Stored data
·····

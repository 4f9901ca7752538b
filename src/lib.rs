//! ClaraVerse companion bridge library
//!
//! Connects a user's machine to the ClaraVerse cloud over one persistent
//! WebSocket, supervises local tool-provider subprocesses speaking
//! line-delimited JSON over their standard streams, merges their tools into
//! a single catalogue, and executes remote tool invocations against the
//! right provider. A local control socket lets UI clients observe and
//! steer the bridge.

#![forbid(unsafe_code)]
#![warn(missing_docs)]

pub mod account;
pub mod auth;
pub mod bridge;
pub mod catalog;
pub mod cli;
pub mod cloud;
pub mod commands;
pub mod config;
pub mod control;
pub mod dispatch;
pub mod error;
pub mod protocol;
pub mod provider;
pub mod service;
pub mod tools;

pub use error::{Error, Result};

use tracing_subscriber::{EnvFilter, fmt, layer::SubscriberExt, util::SubscriberInitExt};

/// Setup tracing/logging
pub fn setup_tracing(level: &str, format: Option<&str>) -> Result<()> {
    let filter = EnvFilter::try_from_default_env().unwrap_or_else(|_| EnvFilter::new(level));

    let subscriber = tracing_subscriber::registry().with(filter);

    match format {
        Some("json") => {
            subscriber.with(fmt::layer().json()).init();
        }
        _ => {
            subscriber.with(fmt::layer()).init();
        }
    }

    Ok(())
}
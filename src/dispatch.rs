//! Invocation dispatch (C5)
//!
//! Routes inbound `tool_call` frames to the core tool set or the owning
//! provider, emits exactly one `tool_result` per call id per connection
//! epoch, and records every completion in a bounded activity ring that is
//! broadcast to local clients.

use std::collections::{HashSet, VecDeque};
use std::sync::Arc;
use std::time::Duration;

use async_trait::async_trait;
use chrono::Utc;
use tokio::sync::broadcast;
use tracing::{debug, info, warn};

use crate::catalog::{ToolCatalog, ToolOrigin};
use crate::cloud::CloudTransport;
use crate::protocol::{ActivityRecord, ToolCallPayload, ToolResultPayload};
use crate::provider::{DEFAULT_INVOKE_TIMEOUT, ProviderSupervisor};
use crate::tools;
use crate::{Error, Result};

/// Default size of the activity ring.
pub const ACTIVITY_RING_CAPACITY: usize = 100;

/// Retired call ids kept beyond the ring, for duplicate detection.
const RETIRED_CAPACITY: usize = 1024;

/// Where result frames go. The cloud transport in production; tests swap in
/// a recorder.
#[async_trait]
pub trait ResultSink: Send + Sync {
    /// Enqueue one result frame for `epoch`.
    async fn emit_result(&self, payload: ToolResultPayload, epoch: u64) -> Result<()>;
}

#[async_trait]
impl ResultSink for CloudTransport {
    async fn emit_result(&self, payload: ToolResultPayload, epoch: u64) -> Result<()> {
        CloudTransport::emit_result(self, payload, epoch).await
    }
}

struct CompletedCall {
    record: ActivityRecord,
    result: ToolResultPayload,
}

#[derive(Default)]
struct Ledger {
    ring: VecDeque<CompletedCall>,
    retired: HashSet<String>,
    retired_order: VecDeque<String>,
}

impl Ledger {
    fn retire(&mut self, call_id: &str, ring_capacity: usize, completed: Option<CompletedCall>) {
        if self.retired.insert(call_id.to_string()) {
            self.retired_order.push_back(call_id.to_string());
            if self.retired_order.len() > RETIRED_CAPACITY {
                if let Some(evicted) = self.retired_order.pop_front() {
                    self.retired.remove(&evicted);
                }
            }
        }
        if let Some(completed) = completed {
            self.ring.push_back(completed);
            if self.ring.len() > ring_capacity {
                self.ring.pop_front();
            }
        }
    }

    fn cached(&self, call_id: &str) -> Option<ToolResultPayload> {
        self.ring
            .iter()
            .find(|c| c.record.call_id == call_id)
            .map(|c| c.result.clone())
    }
}

/// Dispatcher (C5)
pub struct Dispatcher {
    catalog: Arc<ToolCatalog>,
    supervisor: Arc<ProviderSupervisor>,
    sink: Arc<dyn ResultSink>,
    ledger: parking_lot::Mutex<Ledger>,
    ring_capacity: usize,
    activity_tx: broadcast::Sender<ActivityRecord>,
}

impl Dispatcher {
    /// Create a dispatcher with the default ring size.
    #[must_use]
    pub fn new(
        catalog: Arc<ToolCatalog>,
        supervisor: Arc<ProviderSupervisor>,
        sink: Arc<dyn ResultSink>,
    ) -> Self {
        Self::with_ring_capacity(catalog, supervisor, sink, ACTIVITY_RING_CAPACITY)
    }

    /// Create a dispatcher with an explicit ring size (tests shrink it).
    #[must_use]
    pub fn with_ring_capacity(
        catalog: Arc<ToolCatalog>,
        supervisor: Arc<ProviderSupervisor>,
        sink: Arc<dyn ResultSink>,
        ring_capacity: usize,
    ) -> Self {
        let (activity_tx, _) = broadcast::channel(64);
        Self {
            catalog,
            supervisor,
            sink,
            ledger: parking_lot::Mutex::new(Ledger::default()),
            ring_capacity,
            activity_tx,
        }
    }

    /// Observe activity records as they complete.
    #[must_use]
    pub fn subscribe_activity(&self) -> broadcast::Receiver<ActivityRecord> {
        self.activity_tx.subscribe()
    }

    /// Most recent activity, oldest first.
    #[must_use]
    pub fn recent_activity(&self) -> Vec<ActivityRecord> {
        self.ledger
            .lock()
            .ring
            .iter()
            .map(|c| c.record.clone())
            .collect()
    }

    /// Handle one inbound invocation frame.
    ///
    /// Malformed frames are ignored; the cloud will time out and retry.
    /// Every well-formed call id gets exactly one result frame on its epoch.
    pub async fn handle_tool_call(&self, call: ToolCallPayload, epoch: u64) {
        if call.call_id.is_empty() || call.tool_name.is_empty() {
            warn!("malformed tool_call (empty id or name), ignoring");
            return;
        }

        // Duplicate delivery, e.g. a reconnect race: answer from cache when
        // the ring still has it, otherwise refuse idempotently.
        let cached = {
            let ledger = self.ledger.lock();
            if ledger.retired.contains(&call.call_id) {
                Some(ledger.cached(&call.call_id))
            } else {
                None
            }
        };
        if let Some(cached) = cached {
            let payload = cached.unwrap_or_else(|| {
                ToolResultPayload::fail(call.call_id.clone(), "duplicate-retired")
            });
            debug!(call_id = %call.call_id, "duplicate tool_call answered from ledger");
            let _ = self.sink.emit_result(payload, epoch).await;
            return;
        }

        let started = std::time::Instant::now();
        let deadline = call
            .timeout
            .map_or(DEFAULT_INVOKE_TIMEOUT, Duration::from_secs);

        let (origin, outcome) = match self.catalog.resolve(&call.tool_name) {
            None => (
                "unknown".to_string(),
                Err(Error::ToolNotFound(call.tool_name.clone())),
            ),
            Some((ToolOrigin::Core, _)) => (
                "core".to_string(),
                tools::invoke_core(&call.tool_name, &call.arguments, &self.supervisor).await,
            ),
            Some((ToolOrigin::Provider(provider), _)) => {
                let outcome = self
                    .supervisor
                    .invoke(&provider, &call.tool_name, call.arguments.clone(), deadline)
                    .await;
                (provider, outcome)
            }
        };

        let latency_ms = u64::try_from(started.elapsed().as_millis()).unwrap_or(u64::MAX);
        let payload = match &outcome {
            Ok(result) => ToolResultPayload::ok(call.call_id.clone(), result.clone()),
            Err(e) => ToolResultPayload::fail(call.call_id.clone(), result_error(e)),
        };

        let record = ActivityRecord {
            call_id: call.call_id.clone(),
            tool: call.tool_name.clone(),
            origin,
            args_summary: elide_arguments(&call.arguments),
            success: payload.success,
            error: payload.error.clone(),
            latency_ms,
            timestamp: Utc::now(),
        };

        // Retire the id only once its result is enqueued; an enqueue that
        // tore the connection down leaves the id live for the cloud's retry.
        match self.sink.emit_result(payload.clone(), epoch).await {
            Ok(()) => {
                info!(
                    call_id = %call.call_id,
                    tool = %call.tool_name,
                    success = payload.success,
                    latency_ms,
                    "tool_call dispatched"
                );
                self.ledger.lock().retire(
                    &call.call_id,
                    self.ring_capacity,
                    Some(CompletedCall {
                        record: record.clone(),
                        result: payload,
                    }),
                );
                let _ = self.activity_tx.send(record);
            }
            Err(e) => {
                warn!(call_id = %call.call_id, error = %e, "result emission failed");
            }
        }
    }
}

/// Error string the cloud sees in a failed `tool_result`.
fn result_error(e: &Error) -> String {
    match e {
        Error::ProviderUnavailable(_) => "provider-unavailable".to_string(),
        Error::ToolNotFound(_) => "tool not found".to_string(),
        other => other.to_string(),
    }
}

/// Bounded argument summary for the activity log; arguments can be large
/// and may carry user content, so only a prefix is kept.
fn elide_arguments(arguments: &serde_json::Value) -> String {
    const LIMIT: usize = 120;
    let raw = arguments.to_string();
    if raw.chars().count() <= LIMIT {
        return raw;
    }
    let prefix: String = raw.chars().take(LIMIT).collect();
    format!("{prefix}…")
}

·····

_WORK ITEM_.
Lines holding the word "clients" should be copied from the entries above.

_REPLY_.
//! right provider. A local control socket lets UI clients observe and
//! broadcast to local clients.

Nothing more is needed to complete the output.